Each part of the electromagnetic spectrum has its own applications, but I will focus here on the ones which I actually have the equipment to work with.

Infrared

Although it is commonly referred to as a single spectral band ("the infrared"), there are three distinct divisions of this part of the electromagnetic spectrum. There is so much popular confusion about this that I've written a separate article specifically on one of the major differences (Thermal versus Near Infrared).

The section of the infrared closest to human-visible light is called the "near infrared" (also "short-wave infrared" or "SWIR" in some circles). This is the type of infrared that most night vision systems use^[1], as well as many remote controls. This is the only infrared light that most cameras with traditional glass lenses can photograph.

The most striking aspect of the near infrared is that living plants reflect it extremely brightly, even when dry enough to appear brown to human eyes. Nature photos using near infrared light are instantly recognizable due to this factor.

Earth's atmosphere scatters near infrared light much less than visible light, which means that a near infrared photograph of a distant area will generally be more well-defined, and less likely to appear hazy. Clouds will appear with great clarity, and the sky will usually be very dark.

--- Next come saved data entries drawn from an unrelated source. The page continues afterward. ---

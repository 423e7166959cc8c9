// ============================================
// File: crates/nodewarden/src/main.rs
// ============================================
//! # NodeWarden Entry Point
//!
//! ## Creation Reason
//! Main entry point for the NodeWarden keeper binary. Handles CLI
//! parsing, logging setup, input preflight, and the worker fan-out.
//!
//! ## Usage
//! ```bash
//! # Check the credential files without touching the network
//! nodewarden check
//!
//! # Validate the config file
//! nodewarden validate
//!
//! # Run the keeper (blocks until Ctrl-C)
//! nodewarden run
//! ```
//!
//! ## ⚠️ Important Note for Next Developer
//! - `run` exits non-zero on a cardinality mismatch before any network
//!   activity; otherwise it blocks until externally terminated
//! - Ctrl-C triggers the shutdown broadcast, which every worker observes
//!   at its ping suspension point
//!
//! ## Last Modified
//! v0.1.0 - Initial CLI implementation

use std::path::PathBuf;
use std::sync::Arc;
use std::time::Duration;

use clap::{Parser, Subcommand};
use tracing::{error, info};
use tracing_subscriber::{fmt, prelude::*, EnvFilter};

use nodewarden::gateway::{Gateway, HttpGateway};
use nodewarden::inputs::InputSet;
use nodewarden::orchestrator::build_assignments;
use nodewarden::{Orchestrator, WardenConfig};
use nodewarden_common::NODES_PER_ACCOUNT;

// ============================================
// CLI Definition
// ============================================

/// NodeWarden - keeps registered gateway nodes alive.
///
/// Quick Start:
///   1. Put bearer tokens in user.txt, node IDs in id.txt, proxies in proxy.txt
///   2. Run: nodewarden check
///   3. Run: nodewarden run
#[derive(Parser, Debug)]
#[command(name = "nodewarden")]
#[command(author, version, about, long_about = None)]
struct Cli {
    /// Subcommand to execute
    #[command(subcommand)]
    command: Commands,
}

#[derive(Subcommand, Debug)]
enum Commands {
    /// Register every node and keep all sessions alive until killed
    Run {
        /// Path to configuration file
        #[arg(short, long, default_value = "nodewarden.toml")]
        config: PathBuf,
    },

    /// Check the input files and the 1:5:5 invariant (no network)
    Check {
        /// Path to configuration file
        #[arg(short, long, default_value = "nodewarden.toml")]
        config: PathBuf,
    },

    /// Validate the configuration file
    Validate {
        /// Path to configuration file
        #[arg(short, long, default_value = "nodewarden.toml")]
        config: PathBuf,
    },
}

// ============================================
// Main
// ============================================

#[tokio::main]
async fn main() {
    let cli = Cli::parse();

    init_logging("info");

    let result = match cli.command {
        Commands::Run { config } => cmd_run(config).await,
        Commands::Check { config } => cmd_check(config).await,
        Commands::Validate { config } => cmd_validate(config).await,
    };

    if let Err(e) = result {
        error!("{}", e);
        std::process::exit(1);
    }
}

// ============================================
// Commands
// ============================================

/// Runs the keeper until killed.
async fn cmd_run(config_path: PathBuf) -> anyhow::Result<()> {
    let config = load_or_default_config(&config_path).await?;

    // Re-initialize logging with config level
    init_logging(&config.logging.level);

    display_banner();

    let inputs = InputSet::load(&config.inputs).await?;

    let ping_interval = Duration::from_secs(config.gateway.ping_interval_secs);
    let orchestrator = Orchestrator::new(
        inputs.accounts,
        inputs.nodes,
        inputs.proxies,
        ping_interval,
    );

    // Ctrl-C → shutdown broadcast → every worker stops at its next
    // suspension point
    let shutdown = orchestrator.shutdown_handle();
    tokio::spawn(async move {
        if tokio::signal::ctrl_c().await.is_ok() {
            info!("shutdown signal received");
            let _ = shutdown.send(());
        }
    });

    let gateway_config = config.gateway.clone();
    let states = orchestrator
        .run(move |assignment| {
            let gateway = HttpGateway::connect(
                gateway_config.clone(),
                assignment.account.clone(),
                &assignment.proxy,
            )?;
            Ok(Arc::new(gateway) as Arc<dyn Gateway>)
        })
        .await?;

    info!(workers = states.len(), "run finished");
    Ok(())
}

/// Checks the input files without any network activity.
async fn cmd_check(config_path: PathBuf) -> anyhow::Result<()> {
    let config = load_or_default_config(&config_path).await?;
    let inputs = InputSet::load(&config.inputs).await?;

    println!();
    println!("NodeWarden Input Check");
    println!("════════════════════════════════════════");
    println!();
    println!("   Accounts:  {:>4}  ({})", inputs.accounts.len(), config.inputs.accounts_file);
    println!("   Nodes:     {:>4}  ({})", inputs.nodes.len(), config.inputs.nodes_file);
    println!("   Proxies:   {:>4}  ({})", inputs.proxies.len(), config.inputs.proxies_file);
    println!();

    match build_assignments(&inputs.accounts, &inputs.nodes, &inputs.proxies) {
        Ok(assignments) => {
            println!(
                "✅ Invariant holds: every account has {NODES_PER_ACCOUNT} nodes and {NODES_PER_ACCOUNT} proxies"
            );
            println!("   {} worker(s) would be launched", assignments.len());
            println!();
            Ok(())
        }
        Err(e) => {
            println!("❌ {e}");
            println!();
            std::process::exit(1);
        }
    }
}

/// Validates the configuration file.
async fn cmd_validate(config_path: PathBuf) -> anyhow::Result<()> {
    if !config_path.exists() {
        println!("⚠️  Config file not found: {}", config_path.display());
        println!("   The keeper will use default values.");
        return Ok(());
    }

    let config = WardenConfig::load(&config_path).await?;

    println!("✅ Configuration is valid");
    println!();
    println!("Gateway:");
    println!("   API base:       {}", config.gateway.api_base_url);
    println!("   IP service:     {}", config.gateway.ip_service_url);
    println!("   Timeout:        {}s", config.gateway.request_timeout_secs);
    println!("   Ping interval:  {}s", config.gateway.ping_interval_secs);
    println!();
    println!("Inputs:");
    println!("   Accounts:       {}", config.inputs.accounts_file);
    println!("   Nodes:          {}", config.inputs.nodes_file);
    println!("   Proxies:        {}", config.inputs.proxies_file);
    println!();

    Ok(())
}

// ============================================
// Helper Functions
// ============================================

/// Initializes the tracing subscriber.
fn init_logging(level: &str) {
    let filter = EnvFilter::try_from_default_env()
        .unwrap_or_else(|_| EnvFilter::new(level));

    tracing_subscriber::registry()
        .with(fmt::layer().with_target(true))
        .with(filter)
        .try_init()
        .ok();
}

/// Loads config, or falls back to defaults when the file is absent.
async fn load_or_default_config(path: &PathBuf) -> anyhow::Result<WardenConfig> {
    if path.exists() {
        Ok(WardenConfig::load(path).await?)
    } else {
        info!("Config file not found, using defaults");
        Ok(WardenConfig::default())
    }
}

/// Prints the startup banner.
fn display_banner() {
    println!();
    println!(r"  _  _         _      _    _                 _");
    println!(r" | \| |___  __| |___ | |  | |__ _ _ _ __| |___ _ _");
    println!(r" | .` / _ \/ _` / -_)| |/\| / _` | '_/ _` / -_) ' \");
    println!(r" |_|\_\___/\__,_\___||__/\__/\__,_|_| \__,_\___|_||_|");
    println!();
    println!(" NodeWarden v{}", env!("CARGO_PKG_VERSION"));
    println!("════════════════════════════════════════");
    println!();
}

Thermal imaging systems make use of far infrared (referred to as "long-wave infrared" or "LWIR" in some fields) and sometimes mid infrared ("medium-wave infrared" or "MWIR") to determine the heat of an object without touching it. You may be familiar with this use if you've seen any of the Predator films. Beyond the obvious utility of being able to see the difference in temperature between objects, thermal imaging is very effective as a sort of "super night vision" system. Every object in the universe whose temperature is above absolute zero (which everyone other than scientists can interpret as "every object in the universe") emits thermal infrared. This means that unlike standard (near infrared) night vision devices, thermal cameras are effective even in the complete absence of light. Deep inside a cave - or an abandoned missile silo, etc. - standard night vision devices are useless without the near infrared equivalent of a flashlight. A thermal imager would still provide a clear view of such an area with no external illumination required.

All three regions of the infrared are very useful to astronomers, and CalTech has an excellent guide to this topic.

Ultraviolet

The most well-known aspect of ultraviolet photography is the patterns on flowers which I mentioned in A Detailed Introduction. If you haven't done so already, I cannot recommend visiting Bjørn Rørslett's site enough for examples of this (in addition to the rest of his photography, which is also stellar).

Image Enhancement and Virtual Photographic Filters

Beyond treating near infrared and ultraviolet-A light as additional primary colours, their proximity to the familiar three means that they can be used to enhance images or provide additional information in other ways.

Forensic photographers make use of near infrared and ultraviolet-A photography in part because blood and other evidence can show up in those images even when it is no longer detectable using conventional methods. In addition, bruises, tattoos, and veins are often much more visible in the near infrared.

Archaeologists have discovered that multispectral imaging can reveal text and images thought to be lost forever. Scrolls blackened by fire and ancient written works which were erased so their parchment could be re-used have both been recovered using near infrared and ultraviolet-A photography.

Kodak has developed a modified digital camera sensor which makes use of near infrared light to provide much better low-light performance. Similarly, both near infrared and ultraviolet-A can be used to enhance visible-light images in a way similar to some traditional photographic filters. I've written up some examples in the Virtual Filters article.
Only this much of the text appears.